TWILIGHT ZONE': One of the best-known victims of so-called "punitive psychiatry" is dissident and writer Vladimir Bukovsky. In the 1960s and 1970s, as a diagnosed "psychopath," he experienced firsthand the forced-treatment psychiatric units where Soviet authorities sent many of its political opponents.
Bukovsky, now 65, was one of the first to expose the truth behind the Soviet "psikhushki." In the early 1970s, his detailed accounts of the practice were successfully smuggled to the West. He also coauthored "A Manual on Psychiatry for Dissidents," meant to help fellow dissidents fight persecution. In 1976, he was forcibly exiled. He has lived in Britain ever since.

In 1992, Bukovsky traveled to Moscow to visit the place he believed was responsible for a great deal of his misery -- the Serbsky Institute for Social and Forensic Psychiatry. Much of his writing documented the use of Serbsky as a state tool of repression.

In the spirit of reconciliation that came in the early years following the Soviet collapse, Serbsky director Tatyana Dmitriyeva acknowledged the role of the institute in past political repressions.

After the rise of Vladimir Putin to the presidency in 2000, however, Dmitriyeva once again recanted, saying the institute was guilty of no offense and that reports of punitive psychiatry were exaggerated.

Since then, a Serbsky official has gone on record as saying Bukovsky, at the time of his forced care, was undoubtedly "psychopathic." (As evidence, he cited the fact the dissident had written "hundreds of letters of complaint" following one of his arrests.)

Bukovsky is now seeking to return to Russia and secure a place as a candidate in Russia’s March 2008 presidential elections. A group dedicated to supporting his nomination this week issued a statement saying that, unless the Serbsky Institute formally recants, Bukovsky retains the right to sue either the institute or its employees for slander.

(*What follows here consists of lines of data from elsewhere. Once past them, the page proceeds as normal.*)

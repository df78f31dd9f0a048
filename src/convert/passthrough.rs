//! Identity converter used when the channel already speaks the caller's
//! dialect — no rewrite needed.

use serde_json::Value;

use super::Converter;

pub struct PassthroughConverter;

impl Converter for PassthroughConverter {
    fn to_claude(&self, req: &Value) -> Value {
        req.clone()
    }

    fn from_claude(&self, req: &Value) -> Value {
        req.clone()
    }

    fn response_to_claude(&self, resp: &Value) -> Value {
        resp.clone()
    }

    fn response_from_claude(&self, resp: &Value) -> Value {
        resp.clone()
    }
}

The statement also suggests that the Serbsky Institute's revised diagnosis may be used as a pretext for barring Bukovsky from the vote. Authorities have already tried three times to block his candidacy, pointing to the fact that Bukovsky, who was forcibly exiled in 1976, was no longer a Russian citizen and had not spent the past 10 years in Russia, as mandated by Russian law.

Bukovsky has since restored his Russian citizenship, and argues that his involuntary exile should not bar him from the vote. Bukovsky now fears his restored status as a "psychopath," may give election authorities a fresh opportunity to challenge his bid to become a presidential candidate.

The pro-Bukovsky statement notes that Dmitriyeva, the woman responsible for erasing the Serbsky Institute’s culpability in the practice of Soviet-era "punitive psychiatry," is currently a senior member of the dominant pro-Kremlin party Unified Russia.

Asked if punitive psychiatry is once again on the rise, Bukovsky said in an interview with Britain's "The Daily Telegraph" that "anything is possible in Russia. We live in a twilight zone."